Короче говоря, никогда нельзя в точности объяснить, почему так происходит. Это как и в любви. Начинаешь искать причины, тонкости, черты характера, примеры взаимопомощи… А все это, в общем и целом, не более чем подтверждения феномена, выходящего за границы нашего понимания.
Тут дело в сродстве душ. И благодаря необыкновенному совпадению испытываемые склонности души, дружеские или же любовные, в ответе и за то и за другое!
У Заз очень развита художественная восприимчивость. Она работает в музейном хранилище.
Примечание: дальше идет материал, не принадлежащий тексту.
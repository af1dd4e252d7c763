use parking_lot::Mutex;
use std::{collections::HashMap, sync::Arc};
use tokio::{
    sync::{mpsc, oneshot},
    task::JoinHandle,
};
use tracing::{debug, warn};

use super::{SubscriptionKind, SubscriptionMultiplexer};
use crate::{
    config::BackendKind, node::Node, proxy::errors::ProxyError, types::JsonRpcNotification,
};

/// Subscription state of one WebSocket connection.
///
/// Every subscription gets a forwarder task that turns multiplexer items into
/// notification frames on the connection's outbound channel. Forwarders are held back
/// until [`Notifier::release`] (or [`Notifier::release_pending`]) so the subscribe response
/// is written before the first notification. A forwarder whose upstream ended removes its own entry.
pub struct Notifier {
    backend: BackendKind,
    multiplexer: Arc<SubscriptionMultiplexer>,
    outbound: mpsc::Sender<String>,
    forwarders: Arc<Mutex<HashMap<String, JoinHandle<()>>>>,
    pending: Mutex<HashMap<String, oneshot::Sender<()>>>,
}

impl Notifier {
    #[must_use]
    pub fn new(
        backend: BackendKind,
        multiplexer: Arc<SubscriptionMultiplexer>,
        outbound: mpsc::Sender<String>,
    ) -> Self {
        Self {
            backend,
            multiplexer,
            outbound,
            forwarders: Arc::new(Mutex::new(HashMap::new())),
            pending: Mutex::new(HashMap::new()),
        }
    }

    /// Attaches to the shared upstream for `kind` and returns the new subscription id.
    ///
    /// # Errors
    ///
    /// Propagates the multiplexer's open failure.
    pub async fn subscribe(
        &self,
        node: &Arc<Node>,
        kind: SubscriptionKind,
    ) -> Result<String, ProxyError> {
        let mut downstream = self.multiplexer.attach(node, kind).await?;
        let id = format!("0x{}", uuid::Uuid::new_v4().simple());

        let (gate_tx, gate_rx) = oneshot::channel();
        let outbound = self.outbound.clone();
        let method = self.backend.notification_method();
        let sub_id = id.clone();
        let registry = Arc::clone(&self.forwarders);

        let forwarder = tokio::spawn(async move {
            // A dropped gate means the response was never queued; nothing to forward to.
            if gate_rx.await.is_err() {
                return;
            }

            while let Some(item) = downstream.recv().await {
                let notification = match item {
                    Ok(result) => JsonRpcNotification::result(method, &sub_id, result),
                    Err(e) => JsonRpcNotification::error(method, &sub_id, e.to_json_rpc_error()),
                };
                let frame = match serde_json::to_string(&notification) {
                    Ok(frame) => frame,
                    Err(e) => {
                        warn!(subscription = %sub_id, error = %e, "failed to encode notification");
                        continue;
                    }
                };
                if outbound.send(frame).await.is_err() {
                    break;
                }
            }
            registry.lock().remove(&sub_id);
            debug!(subscription = %sub_id, "forwarder finished");
        });

        // Inserted before the gate is queued, so the forwarder cannot finish first.
        self.forwarders.lock().insert(id.clone(), forwarder);
        self.pending.lock().insert(id.clone(), gate_tx);
        Ok(id)
    }

    /// Lets the forwarder of `id` start sending. Returns `false` when `id` was not held
    /// back, which includes every value that is not a subscription id of this connection.
    pub fn release(&self, id: &str) -> bool {
        match self.pending.lock().remove(id) {
            Some(gate) => {
                let _ = gate.send(());
                true
            }
            None => false,
        }
    }

    /// Lets every held-back forwarder start sending.
    pub fn release_pending(&self) {
        for (_, gate) in self.pending.lock().drain() {
            let _ = gate.send(());
        }
    }

    /// Stops forwarding for `id`. Returns `false` for an unknown id.
    pub fn unsubscribe(&self, id: &str) -> bool {
        self.pending.lock().remove(id);
        match self.forwarders.lock().remove(id) {
            Some(forwarder) => {
                forwarder.abort();
                true
            }
            None => false,
        }
    }

    /// Subscriptions on this connection that are still forwarding or waiting for release.
    #[must_use]
    pub fn active(&self) -> usize {
        self.forwarders.lock().len()
    }

    /// Drops every subscription of the connection.
    pub fn close(&self) {
        self.pending.lock().clear();
        for (_, forwarder) in self.forwarders.lock().drain() {
            forwarder.abort();
        }
    }
}

impl Drop for Notifier {
    fn drop(&mut self) {
        self.close();
    }
}
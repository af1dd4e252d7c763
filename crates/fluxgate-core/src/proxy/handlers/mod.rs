//! Handlers for the store-or-delegate method families.

pub mod blocks;
pub mod logs;
pub mod transactions;

pub use blocks::BlocksHandler;
pub use logs::LogsHandler;
pub use transactions::TransactionsHandler;
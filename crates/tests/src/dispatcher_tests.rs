//! Store-or-delegate scenarios through the proxy engine.
//!
//! Every test runs the engine against a preloaded `MemoryStore` and a scripted node, and
//! checks both the answer and whether the node was contacted.

use crate::mock_infrastructure::{
    create_test_block, create_test_log, create_test_receipt, create_test_store,
    engine_with_store, hash, ScriptedClient,
};
use fluxgate_core::{
    middleware::RequestContext,
    node::Node,
    proxy::{ProxyEngine, ProxyError},
    store::{MemoryStore, Store},
    types::JsonRpcRequest,
};
use serde_json::{json, Value};
use std::sync::Arc;

struct Fixture {
    store: Arc<MemoryStore>,
    client: Arc<ScriptedClient>,
    engine: ProxyEngine,
    ctx: RequestContext,
}

impl Fixture {
    fn new(store: MemoryStore) -> Self {
        let store = Arc::new(store);
        let client = ScriptedClient::new("full-1");
        let engine = engine_with_store(Some(Arc::clone(&store) as Arc<dyn Store>));

        let mut ctx = RequestContext::new("203.0.113.9", "dispatch-test");
        ctx.node = Some(Node::new("full-1", client.clone()));

        Self { store, client, engine, ctx }
    }

    async fn call(&self, method: &str, params: Value) -> Result<Value, ProxyError> {
        let request = JsonRpcRequest::new(method, Some(params), json!(1));
        self.engine.process_request(&self.ctx, &request).await
    }
}

#[tokio::test]
async fn test_block_by_hash_store_hit_skips_node() {
    let fx = Fixture::new(create_test_store(10..=12, 2));

    let block = fx.call("cfx_getBlockByHash", json!([hash(11), true])).await.unwrap();

    assert_eq!(block, create_test_block(11, 2));
    assert!(fx.client.calls().is_empty());
    assert_eq!(fx.engine.dispatcher().stats().get("cfx_getBlockByHash"), Some((1, 0)));
}

#[tokio::test]
async fn test_block_by_hash_without_full_transactions() {
    let fx = Fixture::new(create_test_store(10..=10, 2));

    let block = fx.call("cfx_getBlockByHash", json!([hash(10), false])).await.unwrap();

    assert_eq!(block["transactions"], json!([hash(10_000), hash(10_001)]));
    assert!(fx.client.calls().is_empty());
}

#[tokio::test]
async fn test_malformed_hash_is_forwarded_verbatim() {
    let fx = Fixture::new(create_test_store(10..=10, 1));
    fx.client.answer("cfx_getBlockByHash", json!({ "from": "node" }));

    let params = json!(["0xabc", false]);
    let value = fx.call("cfx_getBlockByHash", params.clone()).await.unwrap();

    assert_eq!(value, json!({ "from": "node" }));
    assert_eq!(fx.store.lookups(), 0);
    assert_eq!(fx.client.calls(), vec![("cfx_getBlockByHash".to_string(), params)]);
}

#[tokio::test]
async fn test_store_miss_falls_back_to_node() {
    let fx = Fixture::new(create_test_store(10..=10, 1));
    fx.client.answer("cfx_getBlockByHash", json!({ "hash": hash(99) }));

    let value = fx.call("cfx_getBlockByHash", json!([hash(99), false])).await.unwrap();

    assert_eq!(value["hash"], json!(hash(99)));
    assert_eq!(fx.store.lookups(), 1);
    assert_eq!(fx.client.call_count("cfx_getBlockByHash"), 1);
    assert_eq!(fx.engine.dispatcher().stats().get("cfx_getBlockByHash"), Some((0, 1)));
}

#[tokio::test]
async fn test_unavailable_store_falls_back_to_node() {
    let store = create_test_store(10..=10, 1);
    store.set_unavailable(true);
    let fx = Fixture::new(store);
    fx.client.answer("cfx_getTransactionReceipt", json!({ "from": "node" }));

    let value = fx.call("cfx_getTransactionReceipt", json!([hash(10_000)])).await.unwrap();

    assert_eq!(value, json!({ "from": "node" }));
    assert_eq!(fx.client.call_count("cfx_getTransactionReceipt"), 1);
}

#[tokio::test]
async fn test_receipt_store_hit() {
    let fx = Fixture::new(create_test_store(10..=10, 3));

    let receipt = fx.call("cfx_getTransactionReceipt", json!([hash(10_002)])).await.unwrap();

    assert_eq!(receipt, create_test_receipt(10, 2));
    assert!(fx.client.calls().is_empty());
}

#[tokio::test]
async fn test_pruned_epoch_logs_are_too_old() {
    let store = create_test_store(10..=20, 1);
    store.prune_below(15);
    let fx = Fixture::new(store);

    let err = fx
        .call("cfx_getLogs", json!([{ "fromEpoch": "0xb", "toEpoch": "0x10" }]))
        .await
        .unwrap_err();

    assert!(matches!(err, ProxyError::DataTooOld));
    assert_eq!(fx.client.call_count("cfx_getLogs"), 0);
}

#[tokio::test]
async fn test_epoch_logs_served_from_store() {
    let fx = Fixture::new(create_test_store(10..=20, 2));

    let logs = fx
        .call("cfx_getLogs", json!([{ "fromEpoch": "0xc", "toEpoch": "0xd" }]))
        .await
        .unwrap();

    let expected: Vec<Value> = [(12, 0), (12, 1), (13, 0), (13, 1)]
        .into_iter()
        .map(|(epoch, index)| create_test_log(epoch, index))
        .collect();
    assert_eq!(logs, Value::Array(expected));
    assert_eq!(fx.client.call_count("cfx_getLogs"), 0);
}

#[tokio::test]
async fn test_unbounded_epoch_filter_resolves_tags_on_node() {
    // The scripted node reports epoch 0x64 for every tag, so the range becomes [100, 100].
    let fx = Fixture::new(create_test_store(98..=100, 1));

    let logs = fx.call("cfx_getLogs", json!([{}])).await.unwrap();

    assert_eq!(logs, json!([create_test_log(100, 0)]));
    let tags: Vec<Value> = fx
        .client
        .calls()
        .into_iter()
        .filter(|(method, _)| method == "cfx_epochNumber")
        .map(|(_, params)| params)
        .collect();
    assert_eq!(tags, vec![json!(["latest_checkpoint"]), json!(["latest_state"])]);
}

#[tokio::test]
async fn test_unresolved_epoch_tag_bypasses_store() {
    let fx = Fixture::new(create_test_store(0..=5, 1));
    fx.client.fail("cfx_epochNumber", -32000, "epoch not available");
    fx.client.answer("cfx_getLogs", json!([{ "from": "node" }]));

    let logs = fx
        .call("cfx_getLogs", json!([{ "fromEpoch": "0x0", "toEpoch": "latest_finalized" }]))
        .await
        .unwrap();

    assert_eq!(logs, json!([{ "from": "node" }]));
    assert_eq!(fx.store.lookups(), 0);
    assert_eq!(fx.client.call_count("cfx_getLogs"), 1);
    assert_eq!(fx.engine.dispatcher().stats().get("cfx_getLogs"), None);
}

#[tokio::test]
async fn test_multi_mode_filter_is_rejected_before_store() {
    let fx = Fixture::new(create_test_store(10..=10, 1));

    let err = fx
        .call("cfx_getLogs", json!([{ "fromEpoch": "0x1", "blockHashes": [hash(1)] }]))
        .await
        .unwrap_err();

    assert_eq!(err.code(), -32602);
    assert_eq!(fx.store.lookups(), 0);
    assert_eq!(fx.client.call_count("cfx_getLogs"), 0);
}

#[tokio::test]
async fn test_node_errors_reach_caller_unchanged() {
    let fx = Fixture::new(MemoryStore::new());
    fx.client.fail("cfx_getBlockByHash", -32016, "block not found");

    let err = fx.call("cfx_getBlockByHash", json!([hash(5), false])).await.unwrap_err();
    let rpc = err.to_json_rpc_error();

    assert_eq!(rpc.code, -32016);
    assert_eq!(rpc.message, "block not found");
}

#[tokio::test]
async fn test_without_store_everything_is_delegated() {
    let client = ScriptedClient::new("full-1");
    client.answer("cfx_getBlockByHash", json!({ "from": "node" }));
    let engine = engine_with_store(None);
    let mut ctx = RequestContext::new("203.0.113.9", "no-store");
    ctx.node = Some(Node::new("full-1", client.clone()));

    let request =
        JsonRpcRequest::new("cfx_getBlockByHash", Some(json!([hash(1), false])), json!(1));
    let value = engine.process_request(&ctx, &request).await.unwrap();

    assert_eq!(value, json!({ "from": "node" }));
    assert_eq!(engine.dispatcher().stats().get("cfx_getBlockByHash"), None);
}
Выполняет там разные задания в чрезвычайно дружной команде – так она говорит мне. Изумительная у нее профессия. Она вносит свой вклад и в развитие культуры, и в документирование и оценку коллекций.
– Я устраиваю общественные и частные выставки. Ты понимаешь? Это потрясающе! – вопит она, а ее глаза радостно блестят в возбуждении.
И Заз рассказывает мне все в подробностях:
– Это я заведую расположением картин, рисунков и скульптур. Я определяю, в каких тенденциях существуют те или иные произведения, чтобы делать их понятнее. Цель – облегчить доступ публики к различным периодам жизни художника, к историческому контексту, темам, которые он предпочитал… Это очень обогащает.
– Да ведь тебе приходится параллельно проводить кучу исследований, правда? Разом ты учишься множеству всяких приемов и ухищрений!
– Как в сказке! Я пишу тексты, где отмечаю вехи творческого пути, и вместе с группой составляю каталог, в котором есть и эссе искусствоведов-специалистов по тому или иному мастеру, и доскональные разборы произведений. Ну, это скорее для временных выставок.
– Захватывающе! Так ты нашла себя, да?
Она так увлечена, что даже не дает себе труда ответить.
– Я участвую в создании учебных фильмов, которые рассылаются по округе. Чуешь?
– О, Заз, я уже в прострации.
– И еще я занимаюсь выставлением в витрине предметов, принадлежавших когда-то художнику.
Интимная сторона творческого процесса – это меня очень волнует.
– Вот это да! Подержать в руках эскизы, палитру или кисть Курбе – должно быть, чертовски впечатляюще!
– Ты не поверишь – через несколько лет мы собираемся посвятить ему целую выставку.
– Фантастика! Вот уж не будет отбоя от публики!
– О, ты не представляешь, как ошибаешься! Сейчас людей труднее затащить в музеи, чем заполнить кинозалы последним фильмом про Джеймса Бонда. А я этим занимаюсь без оплаты. По вечерам впрягаюсь в макет брошюры: предлагаю заманчивый заголовок, сочиняю вводный текст, выбираю фотографии и добавляю цитату. Потом руководство собирается. Каждый высказывает свои мысли, и принимаем окончательное решение. Ах! Это гениально! Я и не мечтала никогда о такой работе, Мэл! Даже во сне. Как же я довольна!
– А я очень рада за тебя. Заз. Уверена, что ты уже смогла стать необходимой. Скоро они больше не смогут без тебя совсем!
Она поблагодарила меня за комплимент своей лучистой улыбкой.
– Я рабочего времени не считаю. Наслаждаюсь работой. Я уж не говорю о том, какую радость чувствую от того, что в любое время могу пойти и полюбоваться моей прекрасной «Филоменой» Сони Делоне, стоит мне только захотеть. Уж ты-то знаешь, какое значение я придаю цвету. Стоит мне только переступить порог зала, в котором она висит, – и меня буквально уносит в небеса эта киноварь и ее синие и зеленые мазки. То же и насчет «Фернанды Оливье» Кеса ван Донгена. О-ля-ля! Зеленые тени на лицах – все внутри переворачивается.
– Ох, ну уж это слишком, нет… кажется, что она больна и ее сейчас стошнит, эту твою Фернанду. Будь я на твоем месте – так же подолгу стояла бы перед «Падшим ангелом» Кабанеля. Вот у него взор, пронзающий насквозь! А мускулатура! Силы небесные!